- Suran Location of Suran in Syria
- Coordinates: 35°17′23″N 36°44′36″E﻿ / ﻿35.2897°N 36.7433°E
- Country: Syria
- Governorate: Hama
- District: Hama
- Subdistrict: Suran
- Elevation: 350 m (1,150 ft)

Population (2004)
- • Total: 29,100
- Time zone: UTC+3 (AST)
- Geocode: C3026

= Suran, Hama Governorate =

City in Syria

Suran (صوران) is a city in central Syria, administratively part of the Hama Governorate. In the 2004 census, Suran had a population of 29,100. Its inhabitants are predominantly Sunni Muslims.

==History==
Suran was a small village at the onset of Ottoman rule (1517–1917), having a population of only 9 households in 1526. In 1838, it was recorded as a Sunni Muslim village.

During French Mandatory rule (1923–1946), the Bulletin du Comité de l'Asie française noted that the inhabitants of Suran and nearby Kafr Zita "were still proud" of their descent from the Mawali tribe.
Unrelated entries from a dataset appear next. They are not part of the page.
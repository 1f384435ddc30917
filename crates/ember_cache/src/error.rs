//! Error types for fingerprint table operations.

use std::path::PathBuf;

/// Errors that can occur while reading, fingerprinting, or persisting.
///
/// Reads are fail-safe at the [`FreshnessStore`](crate::FreshnessStore)
/// level: a table that cannot be read is treated as empty, so nothing is
/// fresh. Write errors are always surfaced.
#[derive(Debug, thiserror::Error)]
pub enum CacheError {
    /// A tracked file could not be read for fingerprinting.
    #[error("cannot fingerprint {path}: {source}")]
    Io {
        /// The file that could not be read.
        path: PathBuf,
        /// The underlying I/O error.
        source: std::io::Error,
    },

    /// The persisted table exists but could not be read.
    #[error("cannot read fingerprint table at {path}: {source}")]
    StoreRead {
        /// The table path.
        path: PathBuf,
        /// The underlying I/O error.
        source: std::io::Error,
    },

    /// The persisted table could not be written or moved into place.
    #[error("cannot write fingerprint table at {path}: {source}")]
    StoreWrite {
        /// The path being written.
        path: PathBuf,
        /// The underlying I/O error.
        source: std::io::Error,
    },

    /// The persisted table is not valid JSON of the expected shape.
    #[error("failed to parse fingerprint table: {reason}")]
    TableParse {
        /// Description of the parse failure.
        reason: String,
    },

    /// The table could not be serialized.
    #[error("serialization error: {reason}")]
    Serialization {
        /// Description of the serialization failure.
        reason: String,
    },
}
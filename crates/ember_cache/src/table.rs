//! The persisted fingerprint table.
//!
//! A single JSON document mapping root-relative file paths to fingerprints.
//! It is replaced as a whole: the new table is written to a sibling temp file,
//! flushed, and renamed over the old one, so a reader never observes a
//! partially written table.

use std::collections::BTreeMap;
use std::io::Write;
use std::path::{Path, PathBuf};

use serde::{Deserialize, Serialize};

use crate::error::CacheError;
use crate::fingerprint::Fingerprint;

/// Current table format version. Tables with any other version are ignored.
pub const TABLE_FORMAT_VERSION: u32 = 1;

/// Path → fingerprint for every file recorded by a committed batch.
#[derive(Debug, Clone, Serialize, Deserialize)]
pub struct FingerprintTable {
    /// Format version of this table.
    pub format_version: u32,

    /// Recorded fingerprints, keyed by path relative to the project root.
    pub files: BTreeMap<PathBuf, Fingerprint>,
}

impl FingerprintTable {
    /// Creates a new, empty table at the current format version.
    pub fn new() -> Self {
        Self {
            format_version: TABLE_FORMAT_VERSION,
            files: BTreeMap::new(),
        }
    }

    /// Loads a table from `path`.
    ///
    /// Returns `Ok(None)` if no table has been written yet.
    pub fn load(path: &Path) -> Result<Option<Self>, CacheError> {
        let content = match std::fs::read_to_string(path) {
            Ok(content) => content,
            Err(e) if e.kind() == std::io::ErrorKind::NotFound => return Ok(None),
            Err(e) => {
                return Err(CacheError::StoreRead {
                    path: path.to_path_buf(),
                    source: e,
                })
            }
        };
        serde_json::from_str(&content)
            .map(Some)
            .map_err(|e| CacheError::TableParse {
                reason: e.to_string(),
            })
    }

    /// Atomically replaces the table at `path` with this one.
    ///
    /// Creates the parent directory if it doesn't exist.
    pub fn save(&self, path: &Path) -> Result<(), CacheError> {
        if let Some(parent) = path.parent() {
            std::fs::create_dir_all(parent).map_err(write_err(parent))?;
        }

        let json = serde_json::to_string_pretty(self).map_err(|e| CacheError::Serialization {
            reason: e.to_string(),
        })?;

        let tmp_path = path.with_extension("json.tmp");
        {
            let mut file = std::fs::File::create(&tmp_path).map_err(write_err(&tmp_path))?;
            file.write_all(json.as_bytes())
                .map_err(write_err(&tmp_path))?;
            file.sync_all().map_err(write_err(&tmp_path))?;
        }
        std::fs::rename(&tmp_path, path).map_err(write_err(path))
    }

    /// Returns `true` if this table was written in the current format.
    pub fn is_compatible(&self) -> bool {
        self.format_version == TABLE_FORMAT_VERSION
    }

    /// Returns the recorded fingerprint of a file, if any.
    pub fn get(&self, path: &Path) -> Option<&Fingerprint> {
        self.files.get(path)
    }
}

fn write_err(path: &Path) -> impl FnOnce(std::io::Error) -> CacheError {
    let path = path.to_path_buf();
    move |source| CacheError::StoreWrite { path, source }
}

impl Default for FingerprintTable {
    fn default() -> Self {
        Self::new()
    }
}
For much of the Ottoman period, the Mawali were Bedouins who dominated the northern and central Syrian desert until they were driven closer to Hama and Aleppo in the late 18th century by the Anaza, a Bedouin tribal confederation from Najd (central Arabia).

The Bulletin, writing in 1933, noted that the inhabitants of Suran, like several other places whose residents were of Bedouin origin near Hama, owned their lands collectively and subject to periodic sharing (musha'). The village was wealthy and well-cultivated. This, and its close proximity to the city of Hama, had long made the village an attractive investment for Hama's landowning elites. Unlike numerous other villages in the vicinity, especially Alawite villages, the Sunni Muslim residents of Suran staved off attempts by the urban elite to gain ownership of their lands. Such an attempt had occurred in 1929, when Suran's mukhtar (headman) was prosecuted by the authorities for arms smuggling. The notables of Hama offered to support the mukhtar and the villagers against the legal proceedings in exchange for some plots of land in Suran. The mukhtar, conscious that this would allow the urban elite a foothold in the village, as had happened in other nearby places, rejected their offer.

===Syrian civil war===
In 2024, as part of the Syrian opposition offensive and Syrian Army retreat, the town was occupied by Tahrir al-Sham (HTS). On 2 December 2024, heavy fighting occurred in the area. On 3 December, HTS regained control over the city.

==Bibliography==
- Comité de l'Asie française (1933). "Notes sur la propriété foncière dans le Syrie centrale (Notes on Landownership in Central Syria)"
- Douwes, Dick (2000). "The Ottomans in Syria: A History of Justice and Oppression"
- Robinson, E. (1841). "Biblical Researches in Palestine, Mount Sinai and Arabia Petraea: A Journal of Travels in the year 1838"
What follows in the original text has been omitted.